* Task prompt: Provide the data again in its entirety, exactly as given.

(Stored data)
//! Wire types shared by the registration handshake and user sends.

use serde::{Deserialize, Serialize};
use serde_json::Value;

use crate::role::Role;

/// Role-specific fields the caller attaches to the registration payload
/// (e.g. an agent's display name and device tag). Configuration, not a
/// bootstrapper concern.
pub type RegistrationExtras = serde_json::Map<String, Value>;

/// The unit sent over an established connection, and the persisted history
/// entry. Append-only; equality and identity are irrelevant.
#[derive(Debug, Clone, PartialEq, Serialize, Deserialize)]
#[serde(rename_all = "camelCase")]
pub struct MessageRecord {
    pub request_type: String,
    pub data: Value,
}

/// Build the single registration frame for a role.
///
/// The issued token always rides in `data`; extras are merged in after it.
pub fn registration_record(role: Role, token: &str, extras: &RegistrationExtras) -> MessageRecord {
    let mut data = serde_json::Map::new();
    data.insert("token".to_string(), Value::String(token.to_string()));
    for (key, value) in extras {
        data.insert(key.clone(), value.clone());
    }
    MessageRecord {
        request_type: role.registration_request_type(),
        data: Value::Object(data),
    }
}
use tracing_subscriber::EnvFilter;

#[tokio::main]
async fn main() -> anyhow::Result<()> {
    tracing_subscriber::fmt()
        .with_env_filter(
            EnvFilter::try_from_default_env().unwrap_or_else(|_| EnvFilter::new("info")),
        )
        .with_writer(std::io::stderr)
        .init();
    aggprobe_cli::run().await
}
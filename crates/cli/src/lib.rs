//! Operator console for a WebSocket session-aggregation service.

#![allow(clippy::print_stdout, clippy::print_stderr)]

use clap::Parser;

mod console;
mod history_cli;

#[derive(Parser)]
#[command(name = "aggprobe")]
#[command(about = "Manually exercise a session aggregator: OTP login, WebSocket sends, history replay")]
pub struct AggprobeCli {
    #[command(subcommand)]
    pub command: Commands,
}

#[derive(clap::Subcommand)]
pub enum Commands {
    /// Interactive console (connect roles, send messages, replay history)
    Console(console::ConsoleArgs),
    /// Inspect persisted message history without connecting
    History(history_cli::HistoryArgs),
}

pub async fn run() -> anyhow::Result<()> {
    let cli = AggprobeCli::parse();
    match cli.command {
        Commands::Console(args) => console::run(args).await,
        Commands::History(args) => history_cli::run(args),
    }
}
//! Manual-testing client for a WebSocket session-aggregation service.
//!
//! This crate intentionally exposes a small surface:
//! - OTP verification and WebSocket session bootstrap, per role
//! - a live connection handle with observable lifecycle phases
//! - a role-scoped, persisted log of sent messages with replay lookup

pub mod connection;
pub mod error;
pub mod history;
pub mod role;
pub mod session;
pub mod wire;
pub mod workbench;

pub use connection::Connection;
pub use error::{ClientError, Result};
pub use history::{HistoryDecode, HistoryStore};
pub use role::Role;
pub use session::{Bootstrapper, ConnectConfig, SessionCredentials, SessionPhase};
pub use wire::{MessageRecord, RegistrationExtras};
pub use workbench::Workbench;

* Result of this task:
//! Wire types shared by the registration handshake and user sends.

use serde::{Deserialize, Serialize};
use serde_json::Value;

use crate::role::Role;

/// Role-specific fields the caller attaches to the registration payload
/// (e.g. an agent's display name and device tag). Configuration, not a
/// bootstrapper concern.
pub type RegistrationExtras = serde_json::Map<String, Value>;

/// The unit sent over an established connection, and the persisted history
/// entry. Append-only; equality and identity are irrelevant.
#[derive(Debug, Clone, PartialEq, Serialize, Deserialize)]
#[serde(rename_all = "camelCase")]
pub struct MessageRecord {
    pub request_type: String,
    pub data: Value,
}

/// Build the single registration frame for a role.
///
/// The issued token always rides in `data`; extras are merged in after it.
pub fn registration_record(role: Role, token: &str, extras: &RegistrationExtras) -> MessageRecord {
    let mut data = serde_json::Map::new();
    data.insert("token".to_string(), Value::String(token.to_string()));
    for (key, value) in extras {
        data.insert(key.clone(), value.clone());
    }
    MessageRecord {
        request_type: role.registration_request_type(),
        data: Value::Object(data),
    }
}
use tracing_subscriber::EnvFilter;

#[tokio::main]
async fn main() -> anyhow::Result<()> {
    tracing_subscriber::fmt()
        .with_env_filter(
            EnvFilter::try_from_default_env().unwrap_or_else(|_| EnvFilter::new("info")),
        )
        .with_writer(std::io::stderr)
        .init();
    aggprobe_cli::run().await
}
filename crates/cli/src/lib.rs
//! Operator console for a WebSocket session-aggregation service.

#![allow(clippy::print_stdout, clippy::print_stderr)]

use clap::Parser;

mod console;
mod history_cli;

#[derive(Parser)]
#[command(name = "aggprobe")]
#[command(about = "Manually exercise a session aggregator: OTP login, WebSocket sends, history replay")]
pub struct AggprobeCli {
    #[command(subcommand)]
    pub command: Commands,
}

#[derive(clap::Subcommand)]
pub enum Commands {
    /// Interactive console (connect roles, send messages, replay history)
    Console(console::ConsoleArgs),
    /// Inspect persisted message history without connecting
    History(history_cli::HistoryArgs),
}

pub async fn run() -> anyhow::Result<()> {
    let cli = AggprobeCli::parse();
    match cli.command {
        Commands::Console(args) => console::run(args).await,
        Commands::History(args) => history_cli::run(args),
    }
}
//! Manual-testing client for a WebSocket session-aggregation service.
//!
//! This crate intentionally exposes a small surface:
//! - OTP verification and WebSocket session bootstrap, per role
//! - a live connection handle with observable lifecycle phases
//! - a role-scoped, persisted log of sent messages with replay lookup

pub mod connection;
pub mod error;
pub mod history;
pub mod role;
pub mod session;
pub mod wire;
pub mod workbench;

pub use connection::Connection;
pub use error::{ClientError, Result};
pub use history::{HistoryDecode, HistoryStore};
pub use role::Role;
pub use session::{Bootstrapper, ConnectConfig, SessionCredentials, SessionPhase};
pub use wire::{MessageRecord, RegistrationExtras};
pub use workbench::Workbench;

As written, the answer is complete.